Large-Eddy Simulations of Tropical Convective Systems, the Boundary Layer, and Upper Ocean Coupling

Abstract

Abstract : The long-term goal is to improve operational numerical weather prediction (NWP) models to more accurately simulate the interaction of tropical deep convection and atmospheric and oceanic boundary layers. The objectives are to investigate tropical convection and upper ocean circulations on scales from 100 m to 200 km. Elucidate specifically how the ocean mixed layer responds to forcing from atmospheric convection such as wind and precipitation, and thus how surface fluxes depend on the history of convective events. Perform high-resolution coupled atmosphere-ocean numerical model simulations, whose fidelity is a benchmark for operational models and parameterizations. Insights gained from these simulations will be used to improve parameterizations used in operational scale models, and to refine hypotheses in collaboration with investigators working on observational field studies in the Indian and West Pacific Oceans. Intraseasonal variability in the tropics is dominated by the Madden-Julian Oscillation (MJO), which generates large-scale variability in the structure and organization of deep convective cloud systems.
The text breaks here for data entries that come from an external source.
use anyhow::{Context, Result, anyhow};
use async_trait::async_trait;
use log::debug;
use reqwest::{Client, Url};

use crate::http::{PageError, classify_error, classify_status};

use super::rate_limit::{RateLimit, reset_from_headers};

pub const DEFAULT_API_URL: &str = "https://api.github.com";

/// One successful page response, body not yet validated.
#[derive(Debug, Clone, PartialEq)]
pub struct StarredPage {
    pub rate_limit: RateLimit,
    pub body: String,
}

/// A source of starred-repository pages.
#[cfg_attr(test, mockall::automock)]
#[async_trait]
pub trait StarredSource: Send + Sync {
    async fn get_starred_page(
        &self,
        username: &str,
        page: u32,
        per_page: u32,
    ) -> Result<StarredPage, PageError>;

    /// Whether requests carry a credential. Decides if throttling is worth waiting out.
    fn is_authenticated(&self) -> bool;
}

pub struct GitHub {
    pub client: Client,
    pub api_url: String,
    authenticated: bool,
}

impl GitHub {
    #[tracing::instrument(skip(client, api_url))]
    pub fn new(client: Client, api_url: Option<String>, authenticated: bool) -> Self {
        let api_url = api_url
            .unwrap_or_else(|| DEFAULT_API_URL.to_string())
            .trim_end_matches('/')
            .to_string();
        Self {
            client,
            api_url,
            authenticated,
        }
    }

    /// `{api_url}/users/{username}/starred`, with the username encoded as a
    /// single path segment.
    fn starred_url(&self, username: &str) -> Result<Url> {
        let mut url = Url::parse(&self.api_url)
            .with_context(|| format!("Invalid GitHub API URL: {}", self.api_url))?;
        url.path_segments_mut()
            .map_err(|_| anyhow!("GitHub API URL cannot have a path: {}", self.api_url))?
            .pop_if_empty()
            .extend(["users", username, "starred"]);
        Ok(url)
    }
}

#[async_trait]
impl StarredSource for GitHub {
    #[tracing::instrument(skip(self))]
    async fn get_starred_page(
        &self,
        username: &str,
        page: u32,
        per_page: u32,
    ) -> Result<StarredPage, PageError> {
        let url = self
            .starred_url(username)
            .map_err(PageError::Unexpected)?;

        debug!("Fetching starred page {} from {}...", page, url);

        let response = self
            .client
            .get(url)
            .query(&[
                ("per_page", per_page.to_string()),
                ("page", page.to_string()),
            ])
            .send()
            .await
            .map_err(classify_error)?;

        let status = response.status();
        if let Some(error) = classify_status(status, reset_from_headers(response.headers())) {
            debug!("Page {} failed with HTTP {}", page, status.as_u16());
            return Err(error);
        }

        let rate_limit = RateLimit::from_headers(response.headers());
        debug!(
            "Rate limit: {}/{} remaining, resets at {}",
            rate_limit.remaining, rate_limit.limit, rate_limit.reset
        );

        let body = response
            .text()
            .await
            .context("Failed to read response body from GitHub API")
            .map_err(PageError::Unexpected)?;

        Ok(StarredPage { rate_limit, body })
    }

    fn is_authenticated(&self) -> bool {
        self.authenticated
    }
}
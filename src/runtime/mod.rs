//! Runtime abstraction for system operations.
//!
//! Everything that touches the environment, the file system or the clock
//! goes through [`Runtime`], so the fetch loop and the writer can be driven
//! by mocks in tests.
//!
//! # Structure
//!
//! - `env` - Environment variables
//! - `fs` - File system operations (write, directory creation)
//! - `clock` - Wall clock and sleeping

mod clock;
mod env;
mod fs;

use anyhow::Result;
use async_trait::async_trait;
use std::env as std_env;
use std::path::Path;
use std::time::Duration;

#[cfg_attr(test, mockall::automock)]
#[async_trait]
pub trait Runtime: Send + Sync {
    // Environment
    fn env_var(&self, key: &str) -> Result<String, std_env::VarError>;

    // File System
    fn write(&self, path: &Path, contents: &[u8]) -> Result<()>;
    fn create_dir_all(&self, path: &Path) -> Result<()>;

    // Clock
    /// Current wall-clock time as seconds since the Unix epoch.
    fn now_epoch_secs(&self) -> u64;

    /// Suspend the current task. Every wait in the fetch loop goes through here.
    async fn sleep(&self, duration: Duration);
}

pub struct RealRuntime;

#[async_trait]
impl Runtime for RealRuntime {
    fn env_var(&self, key: &str) -> Result<String, std_env::VarError> {
        self.env_var_impl(key)
    }

    fn write(&self, path: &Path, contents: &[u8]) -> Result<()> {
        self.write_impl(path, contents)
    }

    fn create_dir_all(&self, path: &Path) -> Result<()> {
        self.create_dir_all_impl(path)
    }

    fn now_epoch_secs(&self) -> u64 {
        self.now_epoch_secs_impl()
    }

    async fn sleep(&self, duration: Duration) {
        self.sleep_impl(duration).await
    }
}
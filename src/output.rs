//! Grouping categorized repositories and writing them to disk.

use anyhow::{Context, Result, bail};
use log::debug;
use serde::{Deserialize, Serialize};
use std::path::Path;

use crate::category::{Category, categorize};
use crate::github::Repository;
use crate::runtime::Runtime;

/// A repository together with its category, as written to the output file.
#[derive(Serialize, Deserialize, Debug, Clone, PartialEq)]
pub struct CategorizedRepo {
    pub id: u64,
    pub name: String,
    pub url: String,
    pub description: Option<String>,
    pub language: Option<String>,
    pub topics: Vec<String>,
    pub category: Category,
    #[serde(skip_serializing_if = "Option::is_none", default)]
    pub stargazers_count: Option<u64>,
}

impl CategorizedRepo {
    pub fn from_repository(repo: Repository) -> Self {
        let category = categorize(&repo);
        Self {
            id: repo.id,
            name: repo.name,
            url: repo.html_url,
            description: repo.description,
            language: repo.language,
            topics: repo.topics,
            category,
            stargazers_count: repo.stargazers_count,
        }
    }
}

/// One list per category; serialized as an object keyed by category name.
#[derive(Serialize, Deserialize, Debug, Clone, Default, PartialEq)]
pub struct Output {
    #[serde(rename = "AI")]
    pub ai: Vec<CategorizedRepo>,
    #[serde(rename = "Programming")]
    pub programming: Vec<CategorizedRepo>,
    #[serde(rename = "Design")]
    pub design: Vec<CategorizedRepo>,
    #[serde(rename = "Game")]
    pub game: Vec<CategorizedRepo>,
    #[serde(rename = "Utility Tools")]
    pub utility: Vec<CategorizedRepo>,
    #[serde(rename = "Other")]
    pub other: Vec<CategorizedRepo>,
}

impl Output {
    /// Groups repositories by category, keeping their relative order.
    pub fn group(repos: Vec<CategorizedRepo>) -> Self {
        let mut output = Output::default();
        for repo in repos {
            output.bucket_mut(repo.category).push(repo);
        }
        output
    }

    pub fn bucket(&self, category: Category) -> &[CategorizedRepo] {
        match category {
            Category::Ai => &self.ai,
            Category::Programming => &self.programming,
            Category::Design => &self.design,
            Category::Game => &self.game,
            Category::Utility => &self.utility,
            Category::Other => &self.other,
        }
    }

    fn bucket_mut(&mut self, category: Category) -> &mut Vec<CategorizedRepo> {
        match category {
            Category::Ai => &mut self.ai,
            Category::Programming => &mut self.programming,
            Category::Design => &mut self.design,
            Category::Game => &mut self.game,
            Category::Utility => &mut self.utility,
            Category::Other => &mut self.other,
        }
    }

    pub fn len(&self) -> usize {
        Category::ALL.iter().map(|c| self.bucket(*c).len()).sum()
    }

    pub fn is_empty(&self) -> bool {
        self.len() == 0
    }

    /// Checks that every entry sits under the key of its own category.
    pub fn validate(&self) -> Result<()> {
        for category in Category::ALL {
            if let Some(stray) = self.bucket(category).iter().find(|r| r.category != category) {
                bail!(
                    "Repository {} is tagged {} but listed under {}",
                    stray.name,
                    stray.category,
                    category
                );
            }
        }
        Ok(())
    }
}

/// Groups `repos` by category and writes them as pretty-printed JSON to `path`,
/// creating the parent directory if needed.
#[tracing::instrument(skip(runtime, repos))]
pub fn write_output<R: Runtime>(
    runtime: &R,
    repos: Vec<CategorizedRepo>,
    path: &Path,
) -> Result<()> {
    write_output_inner(runtime, repos, path).context("Failed to write output")
}

fn write_output_inner<R: Runtime>(
    runtime: &R,
    repos: Vec<CategorizedRepo>,
    path: &Path,
) -> Result<()> {
    let output = Output::group(repos);
    output.validate()?;

    if let Some(parent) = path.parent().filter(|p| !p.as_os_str().is_empty()) {
        debug!("Ensuring output directory {} exists", parent.display());
        runtime.create_dir_all(parent)?;
    }

    let json = serde_json::to_string_pretty(&output).context("Failed to serialize output")?;
    runtime.write(path, json.as_bytes())?;

    debug!("Wrote {} repositories to {}", output.len(), path.display());
    Ok(())
}
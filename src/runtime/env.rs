//! Environment variable access.

use std::env;

use super::RealRuntime;

impl RealRuntime {
    #[tracing::instrument(skip(self))]
    pub(crate) fn env_var_impl(&self, key: &str) -> Result<String, env::VarError> {
        env::var(key)
    }
}
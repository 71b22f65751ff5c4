//! Paginated retrieval of starred repositories with rate-limit backoff.

mod error;
mod state;

use log::{debug, info, warn};

use crate::config::FetchSettings;
use crate::github::{Repository, StarredSource};
use crate::runtime::Runtime;

pub use error::FetchError;
pub use state::{FetchState, PageLimit, Step, StopReason, pacing_delay};

/// Drives one [`StarredSource`] page by page, one request at a time.
pub struct Fetcher<'a, R: Runtime, S: StarredSource> {
    runtime: &'a R,
    source: &'a S,
    settings: &'a FetchSettings,
}

impl<'a, R: Runtime, S: StarredSource> Fetcher<'a, R, S> {
    pub fn new(runtime: &'a R, source: &'a S, settings: &'a FetchSettings) -> Self {
        Self {
            runtime,
            source,
            settings,
        }
    }

    /// Fetches every starred repository of `username`, up to `limit` pages.
    ///
    /// Throttling without a token and exhausted retry budgets end the fetch
    /// early with the repositories gathered so far. A missing user, a
    /// malformed page, an unwaitable throttle or any other error aborts and
    /// discards them.
    #[tracing::instrument(skip(self))]
    pub async fn fetch(
        &self,
        username: &str,
        limit: PageLimit,
    ) -> Result<Vec<Repository>, FetchError> {
        if username.trim().is_empty() {
            return Err(FetchError::Unexpected(anyhow::anyhow!(
                "Username must not be empty"
            )));
        }

        let mut state = FetchState::new();
        if !limit.allows(state.page) {
            debug!("Page limit {:?} allows no requests", limit);
            return Ok(state.into_repos());
        }

        let authenticated = self.source.is_authenticated();

        while state.has_more {
            if let Some(delay) = state.courtesy_delay(self.settings) {
                self.runtime.sleep(delay).await;
            }

            info!("Fetching page {} of starred repositories...", state.page);

            let step = match self
                .source
                .get_starred_page(username, state.page, self.settings.per_page)
                .await
            {
                Ok(page) => {
                    if let Some(delay) = pacing_delay(&page.rate_limit, self.settings) {
                        warn!(
                            "Rate limit almost reached ({}/{} remaining). Waiting {}ms before the next request...",
                            page.rate_limit.remaining,
                            page.rate_limit.limit,
                            delay.as_millis()
                        );
                        self.runtime.sleep(delay).await;
                    }

                    let items = Repository::parse_page(&page.body)
                        .map_err(|e| FetchError::Validation(e.to_string()))?;
                    let count = items.len();
                    let step = state.on_page(items, limit);
                    if count > 0 {
                        info!(
                            "Fetched {} repositories. Total: {}",
                            count,
                            state.repos.len()
                        );
                    }
                    step
                }
                Err(error) => {
                    debug!("Page {} failed: {}", state.page, error);
                    state.on_failure(
                        error,
                        username,
                        authenticated,
                        self.runtime.now_epoch_secs(),
                        self.settings,
                    )?
                }
            };

            match step {
                Step::Continue => {}
                Step::Retry { wait } => self.runtime.sleep(wait).await,
                Step::Stop(StopReason::Exhausted) => info!("No more repositories found."),
                Step::Stop(StopReason::PageLimit) => {
                    info!("Reached maximum number of pages ({:?}). Stopping.", limit)
                }
                Step::Stop(reason) => warn!(
                    "Stopped early ({:?}); returning {} repositories gathered so far.",
                    reason,
                    state.repos.len()
                ),
            }
        }

        Ok(state.into_repos())
    }
}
MJO events consist of multiple scales of convective activity, from single kilometer-sized cells to circulations encompassing half of the tropical Pacific. Key factors for tropical convection include sea surface evaporation and large-scale atmospheric moisture convergence, which both depend on sea surface temperature and wind speed. Most numerical models do not resolve turbulent and convective scales, nor do they simulate the MJO accurately. We plan to investigate how convection during the active phase of MJO affects and interacts with the ocean mixed layer.